- _EXTRACTED ENTRIES_:

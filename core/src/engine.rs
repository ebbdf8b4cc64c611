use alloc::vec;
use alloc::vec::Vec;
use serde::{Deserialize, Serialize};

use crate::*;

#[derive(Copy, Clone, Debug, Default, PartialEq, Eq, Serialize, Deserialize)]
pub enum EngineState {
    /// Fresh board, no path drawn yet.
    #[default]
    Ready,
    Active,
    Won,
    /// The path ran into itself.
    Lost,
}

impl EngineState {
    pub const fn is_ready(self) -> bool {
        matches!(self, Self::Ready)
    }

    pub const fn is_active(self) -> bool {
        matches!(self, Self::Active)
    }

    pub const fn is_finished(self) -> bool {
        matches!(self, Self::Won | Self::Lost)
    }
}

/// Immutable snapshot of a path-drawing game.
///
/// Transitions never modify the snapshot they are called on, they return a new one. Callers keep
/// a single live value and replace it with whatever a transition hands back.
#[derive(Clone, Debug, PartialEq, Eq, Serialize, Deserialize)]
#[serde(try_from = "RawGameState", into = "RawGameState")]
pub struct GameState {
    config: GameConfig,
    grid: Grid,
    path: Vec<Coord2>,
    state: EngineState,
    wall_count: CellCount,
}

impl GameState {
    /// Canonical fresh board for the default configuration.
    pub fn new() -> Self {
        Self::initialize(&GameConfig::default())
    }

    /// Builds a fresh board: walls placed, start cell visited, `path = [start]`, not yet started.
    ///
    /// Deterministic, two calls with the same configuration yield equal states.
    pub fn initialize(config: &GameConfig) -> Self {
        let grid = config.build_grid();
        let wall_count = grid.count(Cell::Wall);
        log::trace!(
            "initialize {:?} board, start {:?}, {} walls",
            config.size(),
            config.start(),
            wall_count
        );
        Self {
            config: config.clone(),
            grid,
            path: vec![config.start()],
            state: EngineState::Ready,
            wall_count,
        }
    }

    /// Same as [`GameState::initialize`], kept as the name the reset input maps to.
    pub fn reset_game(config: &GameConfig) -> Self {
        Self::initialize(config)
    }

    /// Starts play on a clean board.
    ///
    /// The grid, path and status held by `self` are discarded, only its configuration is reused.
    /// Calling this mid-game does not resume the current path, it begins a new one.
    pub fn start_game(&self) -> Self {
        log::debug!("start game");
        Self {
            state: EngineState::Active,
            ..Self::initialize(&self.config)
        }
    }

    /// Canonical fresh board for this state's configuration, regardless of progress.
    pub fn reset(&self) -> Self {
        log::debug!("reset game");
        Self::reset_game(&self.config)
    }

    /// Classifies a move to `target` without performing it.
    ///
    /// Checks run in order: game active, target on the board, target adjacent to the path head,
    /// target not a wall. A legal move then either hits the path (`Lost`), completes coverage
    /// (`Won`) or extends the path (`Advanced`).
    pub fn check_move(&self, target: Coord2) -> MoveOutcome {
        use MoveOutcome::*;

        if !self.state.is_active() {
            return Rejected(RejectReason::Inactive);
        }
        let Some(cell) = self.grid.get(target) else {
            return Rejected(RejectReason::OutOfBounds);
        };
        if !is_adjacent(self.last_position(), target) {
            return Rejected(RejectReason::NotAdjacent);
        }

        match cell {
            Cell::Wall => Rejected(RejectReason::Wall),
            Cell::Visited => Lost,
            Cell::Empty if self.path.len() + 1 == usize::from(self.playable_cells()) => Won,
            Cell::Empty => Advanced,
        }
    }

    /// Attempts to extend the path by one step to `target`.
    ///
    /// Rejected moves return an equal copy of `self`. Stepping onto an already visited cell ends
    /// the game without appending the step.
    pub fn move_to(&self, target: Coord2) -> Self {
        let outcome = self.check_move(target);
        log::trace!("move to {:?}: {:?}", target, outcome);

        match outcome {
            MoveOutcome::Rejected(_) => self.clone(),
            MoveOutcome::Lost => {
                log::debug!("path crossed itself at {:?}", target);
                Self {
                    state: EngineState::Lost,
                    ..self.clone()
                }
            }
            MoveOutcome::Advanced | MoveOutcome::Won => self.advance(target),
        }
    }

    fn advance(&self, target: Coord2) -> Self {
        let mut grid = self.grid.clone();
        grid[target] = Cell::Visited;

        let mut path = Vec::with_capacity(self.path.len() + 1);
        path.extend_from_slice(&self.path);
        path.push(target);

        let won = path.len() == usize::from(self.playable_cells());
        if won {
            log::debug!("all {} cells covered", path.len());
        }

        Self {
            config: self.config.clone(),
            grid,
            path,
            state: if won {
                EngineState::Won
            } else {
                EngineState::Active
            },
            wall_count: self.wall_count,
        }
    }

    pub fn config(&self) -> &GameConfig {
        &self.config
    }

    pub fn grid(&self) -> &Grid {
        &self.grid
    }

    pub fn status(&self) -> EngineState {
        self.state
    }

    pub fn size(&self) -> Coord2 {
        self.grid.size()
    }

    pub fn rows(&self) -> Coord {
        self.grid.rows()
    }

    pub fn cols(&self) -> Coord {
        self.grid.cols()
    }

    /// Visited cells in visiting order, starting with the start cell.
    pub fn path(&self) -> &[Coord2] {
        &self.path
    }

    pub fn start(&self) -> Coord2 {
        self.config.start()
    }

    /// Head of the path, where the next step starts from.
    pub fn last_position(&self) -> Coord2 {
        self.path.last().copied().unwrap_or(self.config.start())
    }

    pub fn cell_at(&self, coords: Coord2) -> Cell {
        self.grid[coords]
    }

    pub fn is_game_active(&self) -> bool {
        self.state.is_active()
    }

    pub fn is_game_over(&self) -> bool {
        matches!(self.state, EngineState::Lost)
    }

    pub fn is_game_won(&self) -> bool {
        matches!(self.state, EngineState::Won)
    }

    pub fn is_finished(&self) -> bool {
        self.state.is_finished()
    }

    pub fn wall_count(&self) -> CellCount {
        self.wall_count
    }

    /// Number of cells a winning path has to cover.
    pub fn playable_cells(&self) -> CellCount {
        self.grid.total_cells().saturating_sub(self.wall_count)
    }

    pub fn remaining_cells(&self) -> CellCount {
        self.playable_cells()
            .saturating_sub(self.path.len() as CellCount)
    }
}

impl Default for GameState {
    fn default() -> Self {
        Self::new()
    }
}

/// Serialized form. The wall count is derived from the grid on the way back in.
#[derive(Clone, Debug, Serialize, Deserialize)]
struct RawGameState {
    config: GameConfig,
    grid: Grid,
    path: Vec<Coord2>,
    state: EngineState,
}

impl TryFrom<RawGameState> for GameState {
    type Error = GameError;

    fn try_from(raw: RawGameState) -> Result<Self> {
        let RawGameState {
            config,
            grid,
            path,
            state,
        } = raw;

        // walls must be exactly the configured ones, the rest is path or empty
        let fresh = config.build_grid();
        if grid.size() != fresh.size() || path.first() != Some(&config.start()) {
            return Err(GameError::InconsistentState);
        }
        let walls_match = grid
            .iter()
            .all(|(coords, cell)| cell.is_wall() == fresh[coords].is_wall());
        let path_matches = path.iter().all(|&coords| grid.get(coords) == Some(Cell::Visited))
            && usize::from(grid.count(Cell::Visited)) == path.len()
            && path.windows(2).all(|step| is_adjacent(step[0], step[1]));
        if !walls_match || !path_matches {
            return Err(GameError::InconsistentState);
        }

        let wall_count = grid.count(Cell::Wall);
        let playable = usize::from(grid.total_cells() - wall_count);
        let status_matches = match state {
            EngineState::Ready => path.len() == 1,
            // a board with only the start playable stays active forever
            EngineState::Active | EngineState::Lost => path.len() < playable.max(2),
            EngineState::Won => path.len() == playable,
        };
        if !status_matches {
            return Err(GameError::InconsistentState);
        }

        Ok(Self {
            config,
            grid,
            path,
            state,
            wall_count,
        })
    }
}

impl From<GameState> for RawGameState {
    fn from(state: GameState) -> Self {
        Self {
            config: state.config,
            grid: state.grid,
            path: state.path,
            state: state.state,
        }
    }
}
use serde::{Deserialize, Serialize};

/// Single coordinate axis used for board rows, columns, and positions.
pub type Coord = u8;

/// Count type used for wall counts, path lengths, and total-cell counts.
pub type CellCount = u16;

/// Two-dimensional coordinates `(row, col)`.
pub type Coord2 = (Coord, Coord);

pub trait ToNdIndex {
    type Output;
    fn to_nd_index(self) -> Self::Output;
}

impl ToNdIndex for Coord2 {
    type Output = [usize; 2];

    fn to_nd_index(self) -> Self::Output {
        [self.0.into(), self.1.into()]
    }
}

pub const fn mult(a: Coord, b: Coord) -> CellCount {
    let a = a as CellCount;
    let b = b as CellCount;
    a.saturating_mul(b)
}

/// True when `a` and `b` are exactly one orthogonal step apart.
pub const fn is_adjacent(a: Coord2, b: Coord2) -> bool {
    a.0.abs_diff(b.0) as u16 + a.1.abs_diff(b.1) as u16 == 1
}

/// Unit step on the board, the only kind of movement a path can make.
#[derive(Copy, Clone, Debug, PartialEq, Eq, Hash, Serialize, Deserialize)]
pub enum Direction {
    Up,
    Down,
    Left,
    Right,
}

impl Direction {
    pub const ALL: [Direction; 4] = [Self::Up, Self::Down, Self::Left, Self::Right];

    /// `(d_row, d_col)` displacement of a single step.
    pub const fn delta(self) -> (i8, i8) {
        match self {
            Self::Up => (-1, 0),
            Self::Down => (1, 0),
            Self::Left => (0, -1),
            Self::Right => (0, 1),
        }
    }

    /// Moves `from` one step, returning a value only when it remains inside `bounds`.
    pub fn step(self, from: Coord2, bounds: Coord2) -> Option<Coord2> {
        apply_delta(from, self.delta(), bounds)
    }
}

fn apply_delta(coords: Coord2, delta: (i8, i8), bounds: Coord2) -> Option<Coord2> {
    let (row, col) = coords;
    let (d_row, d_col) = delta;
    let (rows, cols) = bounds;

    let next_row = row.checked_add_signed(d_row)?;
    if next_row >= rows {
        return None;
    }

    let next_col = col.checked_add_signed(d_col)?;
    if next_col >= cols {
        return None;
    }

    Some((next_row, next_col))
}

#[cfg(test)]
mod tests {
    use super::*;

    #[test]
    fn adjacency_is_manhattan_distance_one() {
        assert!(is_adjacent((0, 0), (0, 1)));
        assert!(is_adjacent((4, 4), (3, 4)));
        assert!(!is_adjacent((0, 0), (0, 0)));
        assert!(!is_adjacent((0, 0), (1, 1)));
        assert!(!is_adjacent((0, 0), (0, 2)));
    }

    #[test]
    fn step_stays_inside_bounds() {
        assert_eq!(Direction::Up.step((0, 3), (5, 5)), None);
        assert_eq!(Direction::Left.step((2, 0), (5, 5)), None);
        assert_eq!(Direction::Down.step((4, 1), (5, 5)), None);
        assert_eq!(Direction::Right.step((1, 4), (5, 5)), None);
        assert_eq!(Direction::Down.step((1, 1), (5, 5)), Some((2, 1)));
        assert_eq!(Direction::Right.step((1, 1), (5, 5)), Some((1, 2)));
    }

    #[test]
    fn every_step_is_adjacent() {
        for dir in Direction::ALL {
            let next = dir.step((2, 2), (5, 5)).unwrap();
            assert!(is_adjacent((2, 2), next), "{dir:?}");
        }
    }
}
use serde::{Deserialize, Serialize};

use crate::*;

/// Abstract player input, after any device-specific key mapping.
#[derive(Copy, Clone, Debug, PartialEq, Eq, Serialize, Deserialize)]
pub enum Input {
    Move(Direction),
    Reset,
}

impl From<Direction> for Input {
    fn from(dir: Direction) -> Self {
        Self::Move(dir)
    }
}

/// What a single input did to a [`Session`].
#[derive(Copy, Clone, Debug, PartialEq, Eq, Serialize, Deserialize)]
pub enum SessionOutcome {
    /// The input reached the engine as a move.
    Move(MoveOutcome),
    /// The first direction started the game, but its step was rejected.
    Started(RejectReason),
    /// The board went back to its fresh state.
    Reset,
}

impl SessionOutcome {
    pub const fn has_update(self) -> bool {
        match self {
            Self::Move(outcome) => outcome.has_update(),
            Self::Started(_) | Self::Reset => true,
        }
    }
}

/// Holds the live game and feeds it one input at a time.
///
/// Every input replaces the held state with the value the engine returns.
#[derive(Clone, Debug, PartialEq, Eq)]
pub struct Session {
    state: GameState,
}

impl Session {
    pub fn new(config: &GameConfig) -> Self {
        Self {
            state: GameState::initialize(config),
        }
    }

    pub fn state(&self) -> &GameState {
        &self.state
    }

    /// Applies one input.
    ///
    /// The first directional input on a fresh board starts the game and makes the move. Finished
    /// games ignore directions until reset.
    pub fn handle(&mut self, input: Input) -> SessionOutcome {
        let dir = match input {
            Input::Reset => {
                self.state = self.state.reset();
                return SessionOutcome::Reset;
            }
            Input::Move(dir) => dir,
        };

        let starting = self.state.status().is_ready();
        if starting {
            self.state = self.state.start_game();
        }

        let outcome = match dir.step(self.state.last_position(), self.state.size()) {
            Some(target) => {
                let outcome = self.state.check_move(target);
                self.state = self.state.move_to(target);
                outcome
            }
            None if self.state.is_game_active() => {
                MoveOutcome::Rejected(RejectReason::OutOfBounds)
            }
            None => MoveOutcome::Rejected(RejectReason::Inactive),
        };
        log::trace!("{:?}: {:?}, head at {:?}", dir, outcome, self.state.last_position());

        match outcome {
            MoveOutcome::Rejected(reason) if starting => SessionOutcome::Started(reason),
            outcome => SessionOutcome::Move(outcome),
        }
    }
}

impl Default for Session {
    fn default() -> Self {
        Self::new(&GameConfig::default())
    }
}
---
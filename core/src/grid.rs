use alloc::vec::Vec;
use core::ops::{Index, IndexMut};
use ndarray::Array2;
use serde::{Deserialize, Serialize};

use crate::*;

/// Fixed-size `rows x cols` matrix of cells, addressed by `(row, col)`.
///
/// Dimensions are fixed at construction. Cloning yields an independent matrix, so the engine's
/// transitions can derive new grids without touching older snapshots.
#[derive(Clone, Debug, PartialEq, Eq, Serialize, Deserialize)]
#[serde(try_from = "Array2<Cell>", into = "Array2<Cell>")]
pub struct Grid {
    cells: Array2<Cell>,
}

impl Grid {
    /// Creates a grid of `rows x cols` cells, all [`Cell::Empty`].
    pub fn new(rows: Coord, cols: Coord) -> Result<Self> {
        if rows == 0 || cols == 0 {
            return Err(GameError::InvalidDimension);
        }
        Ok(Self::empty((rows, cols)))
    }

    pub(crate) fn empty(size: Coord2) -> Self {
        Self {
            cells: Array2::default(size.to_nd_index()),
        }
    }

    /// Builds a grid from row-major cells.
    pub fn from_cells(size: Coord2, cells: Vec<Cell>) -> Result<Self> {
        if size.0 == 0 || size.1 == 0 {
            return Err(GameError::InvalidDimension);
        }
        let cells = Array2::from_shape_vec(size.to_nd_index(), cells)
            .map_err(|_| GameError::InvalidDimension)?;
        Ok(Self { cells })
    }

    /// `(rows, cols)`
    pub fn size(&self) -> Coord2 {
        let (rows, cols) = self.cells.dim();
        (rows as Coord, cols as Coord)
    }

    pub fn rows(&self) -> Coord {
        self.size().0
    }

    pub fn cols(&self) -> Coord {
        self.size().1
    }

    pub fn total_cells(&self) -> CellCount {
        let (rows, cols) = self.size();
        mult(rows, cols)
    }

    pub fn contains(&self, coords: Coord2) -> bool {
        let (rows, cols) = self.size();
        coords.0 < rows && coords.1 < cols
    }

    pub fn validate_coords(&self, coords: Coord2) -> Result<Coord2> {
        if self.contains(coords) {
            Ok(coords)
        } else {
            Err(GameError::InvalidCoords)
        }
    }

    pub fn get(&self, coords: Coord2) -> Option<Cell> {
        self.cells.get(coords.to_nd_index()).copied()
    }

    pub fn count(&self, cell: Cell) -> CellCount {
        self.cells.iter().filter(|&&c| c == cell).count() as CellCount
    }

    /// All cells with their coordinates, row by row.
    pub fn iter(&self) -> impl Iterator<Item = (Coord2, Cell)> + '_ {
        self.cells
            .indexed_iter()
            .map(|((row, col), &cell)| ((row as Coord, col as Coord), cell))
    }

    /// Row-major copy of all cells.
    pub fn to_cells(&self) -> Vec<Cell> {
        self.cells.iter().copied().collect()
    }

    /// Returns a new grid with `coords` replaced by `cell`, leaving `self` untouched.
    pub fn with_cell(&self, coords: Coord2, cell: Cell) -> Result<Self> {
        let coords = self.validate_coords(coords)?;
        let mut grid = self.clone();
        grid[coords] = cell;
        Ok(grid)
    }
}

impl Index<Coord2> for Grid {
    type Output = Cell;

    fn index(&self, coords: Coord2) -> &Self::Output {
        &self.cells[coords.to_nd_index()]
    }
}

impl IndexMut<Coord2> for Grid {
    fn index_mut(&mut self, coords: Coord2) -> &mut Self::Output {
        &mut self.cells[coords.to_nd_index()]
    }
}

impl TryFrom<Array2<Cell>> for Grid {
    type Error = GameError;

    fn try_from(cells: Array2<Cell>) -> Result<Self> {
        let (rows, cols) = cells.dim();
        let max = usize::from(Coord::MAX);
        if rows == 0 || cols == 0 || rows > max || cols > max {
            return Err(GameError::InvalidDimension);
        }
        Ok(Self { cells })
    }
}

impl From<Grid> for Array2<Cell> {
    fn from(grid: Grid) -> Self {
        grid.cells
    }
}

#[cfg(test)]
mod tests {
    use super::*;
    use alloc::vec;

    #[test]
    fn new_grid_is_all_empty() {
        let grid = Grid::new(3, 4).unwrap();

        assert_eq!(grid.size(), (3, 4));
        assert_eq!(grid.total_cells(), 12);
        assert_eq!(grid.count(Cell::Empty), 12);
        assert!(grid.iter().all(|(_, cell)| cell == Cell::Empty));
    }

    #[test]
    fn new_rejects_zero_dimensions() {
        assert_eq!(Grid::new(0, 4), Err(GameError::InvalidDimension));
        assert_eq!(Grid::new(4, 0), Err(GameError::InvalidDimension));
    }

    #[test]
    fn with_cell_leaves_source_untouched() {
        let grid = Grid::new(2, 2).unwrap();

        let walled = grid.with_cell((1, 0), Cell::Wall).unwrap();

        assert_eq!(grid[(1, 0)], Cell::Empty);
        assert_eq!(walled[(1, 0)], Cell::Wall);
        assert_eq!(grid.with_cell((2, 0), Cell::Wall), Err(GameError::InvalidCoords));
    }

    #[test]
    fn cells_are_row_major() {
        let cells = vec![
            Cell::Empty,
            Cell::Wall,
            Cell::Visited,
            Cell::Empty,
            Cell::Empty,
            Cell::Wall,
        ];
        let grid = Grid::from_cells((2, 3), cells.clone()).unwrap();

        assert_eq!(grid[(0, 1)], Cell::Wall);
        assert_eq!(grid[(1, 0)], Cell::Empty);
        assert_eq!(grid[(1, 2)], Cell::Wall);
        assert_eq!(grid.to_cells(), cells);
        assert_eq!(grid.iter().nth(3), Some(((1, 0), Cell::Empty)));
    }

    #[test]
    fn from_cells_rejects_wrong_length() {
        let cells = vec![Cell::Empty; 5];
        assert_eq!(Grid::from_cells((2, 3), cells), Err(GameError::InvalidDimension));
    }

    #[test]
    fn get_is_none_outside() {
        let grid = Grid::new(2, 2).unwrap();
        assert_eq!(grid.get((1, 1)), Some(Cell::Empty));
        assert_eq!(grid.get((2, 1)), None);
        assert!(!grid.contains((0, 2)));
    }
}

- _WHAT YOU ARE ASKED TO DO_: If a line of the data contains "starting", copy it out.

- _REPLY_:
    /// Visited cells in visiting order, starting with the start cell.
        let starting = self.state.status().is_ready();
        if starting {
            MoveOutcome::Rejected(reason) if starting => SessionOutcome::Started(reason),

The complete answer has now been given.